The volunteer and event coordinator problem
Most nonprofits don't have dedicated operations staff. The person organizing the event is usually a volunteer coordinator, a program director wearing five hats, or a parent who stepped up. Asking that person to also manage paper waivers (printing, distributing, collecting, filing, tracking who hasn't signed) is a recipe for things falling through the cracks.
A digital waiver simplifies this to one step: send the signing link when someone registers or signs up. They complete it on their phone, and the organizer can check the dashboard to see who's done. No printing, no filing, no chasing.

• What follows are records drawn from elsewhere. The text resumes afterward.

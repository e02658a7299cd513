//! Policy variants by name, and the factory that assembles them.

use std::fmt;
use std::str::FromStr;

use fm_inference::HttpAdvisor;
use fm_select::{CapacityAgreement, DistanceLoadCost};

use crate::gate::{LowestLatencyGate, NearestApGate, NearestServerGate, RemoteGate};
use crate::{MigrationConfig, MigrationEngine, MigrationGate, PolicyError, PolicyResult};

/// The four decision variants.
#[derive(Copy, Clone, Debug, PartialEq, Eq, Hash)]
#[cfg_attr(feature = "serde", derive(serde::Serialize, serde::Deserialize))]
#[cfg_attr(feature = "serde", serde(rename_all = "kebab-case"))]
pub enum PolicyKind {
    /// A remote inference service decides; lowest-latency destination.
    RemoteDelegated,
    /// Zone and point; destination is the server beside the next AP.
    NearestAp,
    /// Moving, zone and point; lowest-latency destination.
    LowestLatency,
    /// Zone and point; nearest server other than the current one.
    NearestServer,
}

impl PolicyKind {
    pub const ALL: [PolicyKind; 4] = [
        PolicyKind::RemoteDelegated,
        PolicyKind::NearestAp,
        PolicyKind::LowestLatency,
        PolicyKind::NearestServer,
    ];

    pub fn as_str(self) -> &'static str {
        match self {
            PolicyKind::RemoteDelegated => "remote-delegated",
            PolicyKind::NearestAp       => "nearest-ap",
            PolicyKind::LowestLatency   => "lowest-latency",
            PolicyKind::NearestServer   => "nearest-server",
        }
    }
}

impl fmt::Display for PolicyKind {
    fn fmt(&self, f: &mut fmt::Formatter<'_>) -> fmt::Result {
        f.write_str(self.as_str())
    }
}

impl FromStr for PolicyKind {
    type Err = PolicyError;

    /// Case-insensitive; `_` and `-` are interchangeable.
    fn from_str(s: &str) -> Result<Self, Self::Err> {
        let wanted = s.trim().to_ascii_lowercase().replace('_', "-");
        Self::ALL
            .into_iter()
            .find(|k| k.as_str() == wanted)
            .ok_or_else(|| PolicyError::UnknownPolicy(s.to_owned()))
    }
}

/// An engine whose variant is chosen at run time.
pub type DynEngine = MigrationEngine<Box<dyn MigrationGate>, CapacityAgreement, DistanceLoadCost>;

/// Assemble the engine for `kind` with the default admission control and
/// cost model.
///
/// # Errors
///
/// `RemoteDelegated` builds an [`HttpAdvisor`] from `config.inference` and
/// fails if the HTTP client cannot be constructed.
pub fn build_engine(kind: PolicyKind, config: &MigrationConfig) -> PolicyResult<DynEngine> {
    let gate: Box<dyn MigrationGate> = match kind {
        PolicyKind::RemoteDelegated => Box::new(RemoteGate::new(HttpAdvisor::new(&config.inference)?)),
        PolicyKind::NearestAp       => Box::new(NearestApGate),
        PolicyKind::LowestLatency   => Box::new(LowestLatencyGate),
        PolicyKind::NearestServer   => Box::new(NearestServerGate),
    };
    Ok(MigrationEngine::new(gate, CapacityAgreement, config.cost.clone(), config.clone()))
}
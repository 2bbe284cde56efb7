//! Log backend for the bridge

use env_logger::Env;

/// Environment variable holding the log filter, e.g. `QUILT_BRIDGE_LOG=debug`.
pub const LOG_FILTER_VAR: &str = "QUILT_BRIDGE_LOG";

/// Installs the `env_logger` backend. Calling it again, or after the host
/// installed its own logger, does nothing.
pub fn init() {
    let env = Env::default().filter_or(LOG_FILTER_VAR, "info");
    let _ = env_logger::Builder::from_env(env)
        .format_timestamp_millis()
        .try_init();
}
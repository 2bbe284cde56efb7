//! Owning handle over the loaded `quilt_rs` library

use super::config::BridgeConfig;
use super::error::BridgeError;
use super::operation::Operation;
use libloading::Library;
use log::{debug, error, info, warn};
use std::ffi::{CStr, CString};
use std::fmt;
use std::os::raw::c_char;
use std::path::{Path, PathBuf};

pub(crate) type CommitFn =
    unsafe extern "C" fn(*const c_char, *const c_char, *const c_char) -> *mut c_char;
pub(crate) type PairFn = unsafe extern "C" fn(*const c_char, *const c_char) -> *mut c_char;
pub(crate) type StringFreeFn = unsafe extern "C" fn(*mut c_char);
pub(crate) type LastErrorFn = unsafe extern "C" fn() -> *const c_char;

pub(crate) const STRING_FREE_SYMBOL: &str = "quilt_string_free";
pub(crate) const LAST_ERROR_SYMBOL: &str = "quilt_last_error";

/// Entry points resolved from the library.
#[derive(Debug, Clone, Copy)]
pub(crate) struct NativeSymbols {
    pub(crate) commit: CommitFn,
    pub(crate) install: PairFn,
    pub(crate) push: PairFn,
    pub(crate) string_free: StringFreeFn,
    pub(crate) last_error: Option<LastErrorFn>,
}

impl NativeSymbols {
    /// # Safety
    /// The exports of `library` must have the signatures above, and the
    /// resolved pointers are valid only while `library` stays loaded.
    unsafe fn resolve(library: &Library) -> Result<Self, BridgeError> {
        unsafe {
            Ok(Self {
                commit: required(library, Operation::Commit.symbol())?,
                install: required(library, Operation::Install.symbol())?,
                push: required(library, Operation::Push.symbol())?,
                string_free: required(library, STRING_FREE_SYMBOL)?,
                last_error: optional(library, LAST_ERROR_SYMBOL),
            })
        }
    }
}

unsafe fn required<T: Copy>(library: &Library, symbol: &'static str) -> Result<T, BridgeError> {
    unsafe { library.get::<T>(symbol.as_bytes()) }
        .map(|sym| *sym)
        .map_err(|e| BridgeError::MissingSymbol {
            symbol,
            reason: e.to_string(),
        })
}

unsafe fn optional<T: Copy>(library: &Library, symbol: &'static str) -> Option<T> {
    match unsafe { library.get::<T>(symbol.as_bytes()) } {
        Ok(sym) => Some(*sym),
        Err(_) => {
            debug!("optional symbol `{}` not exported", symbol);
            None
        },
    }
}

/// A loaded `quilt_rs` library and its resolved entry points.
///
/// Dropping the handle unloads the library. Calls run synchronously on the
/// caller's thread; whether `quilt_rs` tolerates concurrent calls is up to it.
pub struct NativeBridge {
    symbols: NativeSymbols,
    library_path: PathBuf,
    // Must outlive `symbols`, so it is declared (and dropped) last.
    _library: Option<Library>,
}

impl NativeBridge {
    /// Links the library named by `config` and resolves its exports.
    ///
    /// Relative paths are taken from the working directory, never from the
    /// linker's search path. A path that is not an existing file is rejected
    /// before the dynamic linker is invoked.
    pub fn load(config: &BridgeConfig) -> Result<Self, BridgeError> {
        let path = config.library_path();

        let result = Self::open(path);
        match &result {
            Ok(bridge) => info!("loaded quilt_rs from {}", bridge.library_path().display()),
            Err(e) => error!("{}", e),
        }
        result
    }

    fn open(path: &Path) -> Result<Self, BridgeError> {
        let path = absolute_library_path(path)?;
        if !path.is_file() {
            return Err(BridgeError::LibraryNotFound { path });
        }

        // Runs the library's initialisers.
        let library = unsafe { Library::new(&path) }.map_err(|e| BridgeError::Load {
            path: path.clone(),
            reason: e.to_string(),
        })?;
        let symbols = unsafe { NativeSymbols::resolve(&library)? };

        Ok(Self {
            symbols,
            library_path: path,
            _library: Some(library),
        })
    }

    /// Bridge over symbols that are not backed by a loaded library.
    #[cfg(test)]
    pub(crate) fn from_symbols(symbols: NativeSymbols) -> Self {
        Self {
            symbols,
            library_path: PathBuf::from("<in-process>"),
            _library: None,
        }
    }

    pub fn library_path(&self) -> &Path {
        &self.library_path
    }

    pub fn commit(
        &self,
        domain: &str,
        namespace: &str,
        message: &str,
    ) -> Result<String, BridgeError> {
        let op = Operation::Commit;
        let domain = c_arg(op, "domain", domain)?;
        let namespace = c_arg(op, "namespace", namespace)?;
        let message = c_arg(op, "message", message)?;

        debug!("calling {}", op.symbol());
        let raw = unsafe {
            (self.symbols.commit)(domain.as_ptr(), namespace.as_ptr(), message.as_ptr())
        };
        self.take_result(op, raw)
    }

    pub fn install(&self, domain: &str, uri: &str) -> Result<String, BridgeError> {
        let op = Operation::Install;
        let domain = c_arg(op, "domain", domain)?;
        let uri = c_arg(op, "uri", uri)?;

        debug!("calling {}", op.symbol());
        let raw = unsafe { (self.symbols.install)(domain.as_ptr(), uri.as_ptr()) };
        self.take_result(op, raw)
    }

    pub fn push(&self, domain: &str, namespace: &str) -> Result<String, BridgeError> {
        let op = Operation::Push;
        let domain = c_arg(op, "domain", domain)?;
        let namespace = c_arg(op, "namespace", namespace)?;

        debug!("calling {}", op.symbol());
        let raw = unsafe { (self.symbols.push)(domain.as_ptr(), namespace.as_ptr()) };
        self.take_result(op, raw)
    }

    /// Copies a returned string and hands the pointer back to `quilt_string_free`.
    fn take_result(&self, operation: Operation, raw: *mut c_char) -> Result<String, BridgeError> {
        if raw.is_null() {
            let message = self.last_error();
            warn!(
                "{} returned NULL: {}",
                operation.symbol(),
                message.as_deref().unwrap_or("<no message>")
            );
            return Err(BridgeError::Native { operation, message });
        }

        let result = unsafe { CStr::from_ptr(raw) }
            .to_str()
            .map(str::to_owned)
            .map_err(|_| BridgeError::InvalidUtf8 { operation });

        // freed even when the payload was rejected
        unsafe { (self.symbols.string_free)(raw) };

        result
    }

    fn last_error(&self) -> Option<String> {
        let last_error = self.symbols.last_error?;
        let raw = unsafe { last_error() };
        if raw.is_null() {
            return None;
        }

        // Borrowed from the library, never freed here.
        Some(unsafe { CStr::from_ptr(raw) }.to_string_lossy().into_owned())
    }
}

impl fmt::Debug for NativeBridge {
    fn fmt(&self, f: &mut fmt::Formatter<'_>) -> fmt::Result {
        f.debug_struct("NativeBridge")
            .field("library_path", &self.library_path)
            .field("has_last_error", &self.symbols.last_error.is_some())
            .finish_non_exhaustive()
    }
}

/// Anchors `path` to the working directory.
///
/// The dynamic linker searches its own directories for a bare file name, which
/// is not the file the existence check looked at.
pub(crate) fn absolute_library_path(path: &Path) -> Result<PathBuf, BridgeError> {
    std::path::absolute(path).map_err(|_| BridgeError::LibraryNotFound {
        path: path.to_path_buf(),
    })
}

#[inline]
fn c_arg(
    operation: Operation,
    argument: &'static str,
    value: &str,
) -> Result<CString, BridgeError> {
    CString::new(value).map_err(|_| BridgeError::InteriorNul { operation, argument })
}
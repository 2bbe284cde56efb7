//! Typed failures of the bridge

use super::operation::Operation;
use std::path::PathBuf;
use thiserror::Error;

#[derive(Debug, Clone, PartialEq, Eq, Error)]
pub enum BridgeError {
    #[error(
        "quilt_rs library location is not configured (set QUILT_RS_LIBRARY or QUILT_RS_LIBRARY_DIR)"
    )]
    NotConfigured,

    #[error("quilt_rs library not found at {}", .path.display())]
    LibraryNotFound { path: PathBuf },

    #[error("failed to load {}: {reason}", .path.display())]
    Load { path: PathBuf, reason: String },

    #[error("symbol `{symbol}` missing from quilt_rs: {reason}")]
    MissingSymbol { symbol: &'static str, reason: String },

    #[error("{operation}: argument `{argument}` contains a NUL byte")]
    InteriorNul { operation: Operation, argument: &'static str },

    #[error(
        "{operation} failed: {}",
        .message.as_deref().unwrap_or("no error message from quilt_rs")
    )]
    Native { operation: Operation, message: Option<String> },

    #[error("{operation} returned a non UTF-8 result")]
    InvalidUtf8 { operation: Operation },
}

impl BridgeError {
    /// Whether the error happened while linking the library rather than during a call.
    pub fn is_load_failure(&self) -> bool {
        matches!(
            self,
            BridgeError::NotConfigured
                | BridgeError::LibraryNotFound { .. }
                | BridgeError::Load { .. }
                | BridgeError::MissingSymbol { .. }
        )
    }

    /// Java exception class thrown when this error crosses the JNI boundary.
    pub fn java_exception_class(&self) -> &'static str {
        match self {
            e if e.is_load_failure() => "java/lang/UnsatisfiedLinkError",
            BridgeError::InteriorNul { .. } => "java/lang/IllegalArgumentException",
            _ => "java/lang/RuntimeException",
        }
    }
}
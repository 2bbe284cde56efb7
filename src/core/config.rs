//! Location of the backing `quilt_rs` library

use super::error::BridgeError;
use std::ffi::OsString;
use std::path::{Path, PathBuf};

/// Full path to the shared object.
pub const LIBRARY_PATH_VAR: &str = "QUILT_RS_LIBRARY";
/// Directory holding the shared object under its platform file name.
pub const LIBRARY_DIR_VAR: &str = "QUILT_RS_LIBRARY_DIR";
/// Library name without platform prefix/suffix.
pub const LIBRARY_NAME: &str = "quilt_rs";

/// Captured from the build environment, used when nothing is set at runtime.
const BUILD_TIME_LIBRARY_PATH: Option<&str> = option_env!("QUILT_RS_LIBRARY");

#[derive(Debug, Clone, PartialEq, Eq)]
pub struct BridgeConfig {
    library_path: PathBuf,
}

impl BridgeConfig {
    pub fn new(library_path: impl Into<PathBuf>) -> Self {
        Self {
            library_path: library_path.into(),
        }
    }

    pub fn from_env() -> Result<Self, BridgeError> {
        Self::resolve(|key| std::env::var_os(key))
    }

    /// Resolves the library location through `lookup`.
    ///
    /// Precedence: `QUILT_RS_LIBRARY`, then `QUILT_RS_LIBRARY_DIR` joined with the
    /// platform file name, then the build-time `QUILT_RS_LIBRARY`. Empty values
    /// count as unset.
    pub fn resolve<F>(lookup: F) -> Result<Self, BridgeError>
    where
        F: Fn(&str) -> Option<OsString>,
    {
        let non_empty = |key: &str| lookup(key).filter(|value| !value.is_empty());

        if let Some(path) = non_empty(LIBRARY_PATH_VAR) {
            return Ok(Self::new(path));
        }

        if let Some(dir) = non_empty(LIBRARY_DIR_VAR) {
            return Ok(Self::new(
                PathBuf::from(dir).join(libloading::library_filename(LIBRARY_NAME)),
            ));
        }

        BUILD_TIME_LIBRARY_PATH
            .filter(|path| !path.is_empty())
            .map(Self::new)
            .ok_or(BridgeError::NotConfigured)
    }

    pub fn library_path(&self) -> &Path {
        &self.library_path
    }
}
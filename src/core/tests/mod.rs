mod load_once_tests;
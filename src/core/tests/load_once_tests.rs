//! One-shot loading tests

#[cfg(test)]
mod tests {
    use crate::core::globals::shared_bridge_with;
    use crate::core::tests::stub_native;
    use crate::core::{BridgeConfig, BridgeError, LoadOnce, NativeBridge, shared_bridge};
    use std::path::PathBuf;
    use std::sync::atomic::{AtomicUsize, Ordering};
    use std::sync::{Arc, Barrier};
    use std::thread;
    use std::time::Duration;

    const THREADS: usize = 16;

    #[test]
    fn test_racing_threads_load_once() {
        let slot = Arc::new(LoadOnce::<Arc<String>>::new());
        let attempts = Arc::new(AtomicUsize::new(0));
        let barrier = Arc::new(Barrier::new(THREADS));

        let handles: Vec<_> = (0..THREADS)
            .map(|_| {
                let slot = Arc::clone(&slot);
                let attempts = Arc::clone(&attempts);
                let barrier = Arc::clone(&barrier);
                thread::spawn(move || {
                    barrier.wait();
                    slot.get_or_load(|| {
                        attempts.fetch_add(1, Ordering::SeqCst);
                        thread::sleep(Duration::from_millis(20));
                        Ok(Arc::new("libquilt_rs".to_string()))
                    })
                })
            })
            .collect();

        let loaded: Vec<_> = handles.into_iter().map(|h| h.join().unwrap().unwrap()).collect();

        assert_eq!(attempts.load(Ordering::SeqCst), 1);
        assert!(loaded.iter().all(|value| Arc::ptr_eq(value, &loaded[0])));
        assert!(slot.is_loaded());
    }

    #[test]
    fn test_failure_is_cached_without_retry() {
        let slot: LoadOnce<u32> = LoadOnce::new();
        let missing = BridgeError::LibraryNotFound {
            path: PathBuf::from("/home/dev/quilt-rs/target/debug/libquilt_rs.so"),
        };

        assert!(!slot.is_loaded());
        let first = slot.get_or_load(|| Err(missing.clone()));
        assert_eq!(first, Err(missing.clone()));
        assert!(slot.is_loaded());

        let attempts = AtomicUsize::new(0);
        let second = slot.get_or_load(|| {
            attempts.fetch_add(1, Ordering::SeqCst);
            Ok(7)
        });
        assert_eq!(second, Err(missing));
        assert_eq!(attempts.load(Ordering::SeqCst), 0);
    }

    #[test]
    fn test_racing_threads_share_failure() {
        let slot = Arc::new(LoadOnce::<u32>::new());
        let attempts = Arc::new(AtomicUsize::new(0));
        let barrier = Arc::new(Barrier::new(THREADS));

        let handles: Vec<_> = (0..THREADS)
            .map(|_| {
                let slot = Arc::clone(&slot);
                let attempts = Arc::clone(&attempts);
                let barrier = Arc::clone(&barrier);
                thread::spawn(move || {
                    barrier.wait();
                    slot.get_or_load(|| {
                        attempts.fetch_add(1, Ordering::SeqCst);
                        Err(BridgeError::NotConfigured)
                    })
                })
            })
            .collect();

        for handle in handles {
            assert_eq!(handle.join().unwrap(), Err(BridgeError::NotConfigured));
        }
        assert_eq!(attempts.load(Ordering::SeqCst), 1);
    }

    #[test]
    fn test_shared_bridge_outcome_is_stable() {
        match (shared_bridge(), shared_bridge()) {
            (Ok(first), Ok(second)) => assert!(Arc::ptr_eq(&first, &second)),
            (Err(first), Err(second)) => {
                assert_eq!(first, second);
                assert!(first.is_load_failure());
            },
            (first, second) => {
                panic!("outcome changed between calls: {:?} then {:?}", first, second)
            },
        }
    }

    #[test]
    fn test_missing_library_fails_every_shared_call() {
        stub_native::reset();
        let slot: LoadOnce<Arc<NativeBridge>> = LoadOnce::new();
        let dir = tempfile::tempdir().unwrap();
        let missing = dir.path().join("libquilt_rs.so");
        let resolves = AtomicUsize::new(0);

        for _ in 0..3 {
            let err = shared_bridge_with(&slot, || {
                resolves.fetch_add(1, Ordering::SeqCst);
                Ok(BridgeConfig::new(&missing))
            })
            .unwrap_err();

            assert_eq!(err, BridgeError::LibraryNotFound { path: missing.clone() });
            assert_eq!(err.java_exception_class(), "java/lang/UnsatisfiedLinkError");
        }

        assert_eq!(resolves.load(Ordering::SeqCst), 1);
        assert!(slot.is_loaded());
        assert!(stub_native::calls().is_empty());
    }

    #[test]
    fn test_unresolved_config_is_cached() {
        let slot: LoadOnce<Arc<NativeBridge>> = LoadOnce::new();

        let first = shared_bridge_with(&slot, || Err(BridgeError::NotConfigured));
        let second =
            shared_bridge_with(&slot, || Ok(BridgeConfig::new("/opt/quilt/libquilt_rs.so")));

        assert_eq!(first.unwrap_err(), BridgeError::NotConfigured);
        assert_eq!(second.unwrap_err(), BridgeError::NotConfigured);
    }
}
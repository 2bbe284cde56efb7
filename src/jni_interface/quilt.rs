//! JNI methods for nextflow.quilt.jep.Quilt
//!
//! The first call to any of these links `quilt_rs` (see [`shared_bridge`]); a
//! failed link is rethrown as `UnsatisfiedLinkError` on every later call.

use crate::core::shared_bridge;
use crate::ext::jni::{JniResult, JniResultExt, read_string};
use jni::JNIEnv;
use jni::objects::{JClass, JString};
use jni::sys::jstring;
use std::ptr;

#[unsafe(no_mangle)]
pub extern "system" fn Java_nextflow_quilt_jep_Quilt_commit<'local>(
    mut env: JNIEnv<'local>,
    _class: JClass<'local>,
    domain: JString<'local>,
    namespace: JString<'local>,
    message: JString<'local>,
) -> jstring {
    (|| -> JniResult<jstring> {
        let bridge = shared_bridge()?;

        let domain = read_string(&mut env, &domain)?;
        let namespace = read_string(&mut env, &namespace)?;
        let message = read_string(&mut env, &message)?;

        let result = bridge.commit(&domain, &namespace, &message)?;
        Ok(env.new_string(result)?.into_raw())
    })()
    .or_throw(&mut env, ptr::null_mut())
}

#[unsafe(no_mangle)]
pub extern "system" fn Java_nextflow_quilt_jep_Quilt_install<'local>(
    mut env: JNIEnv<'local>,
    _class: JClass<'local>,
    domain: JString<'local>,
    uri: JString<'local>,
) -> jstring {
    (|| -> JniResult<jstring> {
        let bridge = shared_bridge()?;

        let domain = read_string(&mut env, &domain)?;
        let uri = read_string(&mut env, &uri)?;

        let result = bridge.install(&domain, &uri)?;
        Ok(env.new_string(result)?.into_raw())
    })()
    .or_throw(&mut env, ptr::null_mut())
}

#[unsafe(no_mangle)]
pub extern "system" fn Java_nextflow_quilt_jep_Quilt_push<'local>(
    mut env: JNIEnv<'local>,
    _class: JClass<'local>,
    domain: JString<'local>,
    namespace: JString<'local>,
) -> jstring {
    (|| -> JniResult<jstring> {
        let bridge = shared_bridge()?;

        let domain = read_string(&mut env, &domain)?;
        let namespace = read_string(&mut env, &namespace)?;

        let result = bridge.push(&domain, &namespace)?;
        Ok(env.new_string(result)?.into_raw())
    })()
    .or_throw(&mut env, ptr::null_mut())
}
//! JNI bridge between `nextflow.quilt.jep.Quilt` and the `quilt_rs` native library.
//!
//! The JVM loads this crate as `libquilt_bridge`; the backing library is located
//! through [`core::BridgeConfig`] and linked once, on first use.

pub mod core;
pub mod ext;
pub mod jni_interface;
pub mod logger;

pub use crate::core::{BridgeConfig, BridgeError, NativeBridge, Operation, shared_bridge};
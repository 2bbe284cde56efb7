//! Extensions over third-party APIs

pub mod jni;
use anyhow::Context;
use folio_api_rest::RestServerConfig;
use folio_config::{Config, ContactConfig, ContactRelayKind};
use folio_core_contact_impl::{ContactFeatureConfig, ContactFeatureServiceImpl};
use folio_core_notification_impl::{NotificationFeatureConfig, NotificationFeatureServiceImpl};
use folio_core_portfolio_impl::PortfolioFeatureServiceImpl;
use folio_core_relay_impl::RelayFeatureServiceImpl;
use folio_extern_impl::{
    contact::{ContactRelayApiServiceConfig, ContactRelayApiServiceImpl},
    http::HttpClient,
};
use folio_models::ui::UiContext;
use folio_shared_impl::time::TimeServiceImpl;
use folio_templates_impl::TemplateServiceImpl;
use types::{Contact, ContactRelayApi, Notification, Portfolio, RestServer, Template, Time};

pub mod types;

/// Builds the services of the application from the configuration.
#[derive(Debug)]
pub struct Provider<'a> {
    config: &'a Config,
    time: Time,
}

impl<'a> Provider<'a> {
    pub fn new(config: &'a Config) -> Self {
        Self {
            config,
            time: TimeServiceImpl,
        }
    }

    pub fn rest_server(&self) -> anyhow::Result<RestServer> {
        Ok(RestServer::new(
            RelayFeatureServiceImpl,
            self.contact()?,
            self.portfolio()?,
            self.template()?,
            self.time,
            self.rest_server_config(),
        ))
    }

    pub fn contact(&self) -> anyhow::Result<Contact> {
        Ok(ContactFeatureServiceImpl::new(
            self.contact_relay_api()?,
            self.notification(),
            ContactFeatureConfig {
                sender_name: self.config.contact.sender_name.clone(),
            },
        ))
    }

    fn contact_relay_api(&self) -> anyhow::Result<ContactRelayApi> {
        let client = HttpClient::new().context("Failed to build http client")?;
        Ok(ContactRelayApiServiceImpl::new(
            contact_relay_api_config(&self.config.contact)?,
            client,
        ))
    }

    fn notification(&self) -> Notification {
        NotificationFeatureServiceImpl::new(
            self.time,
            NotificationFeatureConfig {
                duration: *self.config.toast.duration,
            },
        )
    }

    fn portfolio(&self) -> anyhow::Result<Portfolio> {
        PortfolioFeatureServiceImpl::load(self.config.portfolio.content.as_deref())
    }

    fn template(&self) -> anyhow::Result<Template> {
        TemplateServiceImpl::new()
    }

    fn rest_server_config(&self) -> RestServerConfig {
        RestServerConfig {
            relay_path: self.config.relay.path.clone(),
            default_ui: UiContext {
                language: self.config.ui.default_language,
                theme: self.config.ui.default_theme,
            },
            toast_limit: self.config.toast.limit,
        }
    }
}

fn contact_relay_api_config(
    config: &ContactConfig,
) -> anyhow::Result<ContactRelayApiServiceConfig> {
    Ok(match config.relay {
        ContactRelayKind::Web3forms => {
            let web3forms = config
                .web3forms
                .as_ref()
                .context("Missing [contact.web3forms] config")?;
            ContactRelayApiServiceConfig::Web3Forms {
                endpoint: web3forms.endpoint.clone(),
                access_key: web3forms.access_key.clone(),
            }
        }
        ContactRelayKind::Function => {
            let function = config
                .function
                .as_ref()
                .context("Missing [contact.function] config")?;
            ContactRelayApiServiceConfig::Function {
                endpoint: function.endpoint.clone(),
                api_key: function.api_key.clone(),
            }
        }
    })
}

Events with mixed participant types
Nonprofit events often mix adults and minors. A charity fun run might have adult runners and kids doing a shorter course. A volunteer day might include families. A church retreat might have teens and adult chaperones. You need a waiver process that handles both: adults sign for themselves, parents sign for their kids.
WaiverChaser's guardian signing toggle handles this without requiring separate forms for each group. The same waiver works for everyone, and the signing flow adjusts based on whether the participant is an adult or a minor.
Budget matters
Nonprofits watch every dollar. A waiver tool that costs hundreds per month isn't realistic for an organization running a few events per year. WaiverChaser's free tier lets small organizations get started without a budget line item, and the paid plans scale with usage so you're not paying for capacity you don't use.
One-time events vs. recurring programs
Some organizations run a single annual event (a gala, a fundraiser, a tournament). Others run weekly or monthly programs (youth groups, volunteer shifts, community classes). The waiver workflow should handle both. For one-time events, you create a waiver, send the links, collect the signatures, and you're done. For recurring programs, you keep the same waiver active and send the link as part of onboarding new participants.
Keeping records accessible
If an incident happens at an event six months ago, can you find the signed waiver? With paper, maybe. With a digital system, definitely. Every signed waiver is stored as a searchable record with a timestamped PDF. You can pull it up by name, date, or event without digging through filing cabinets or asking whoever ran the event if they still have the forms.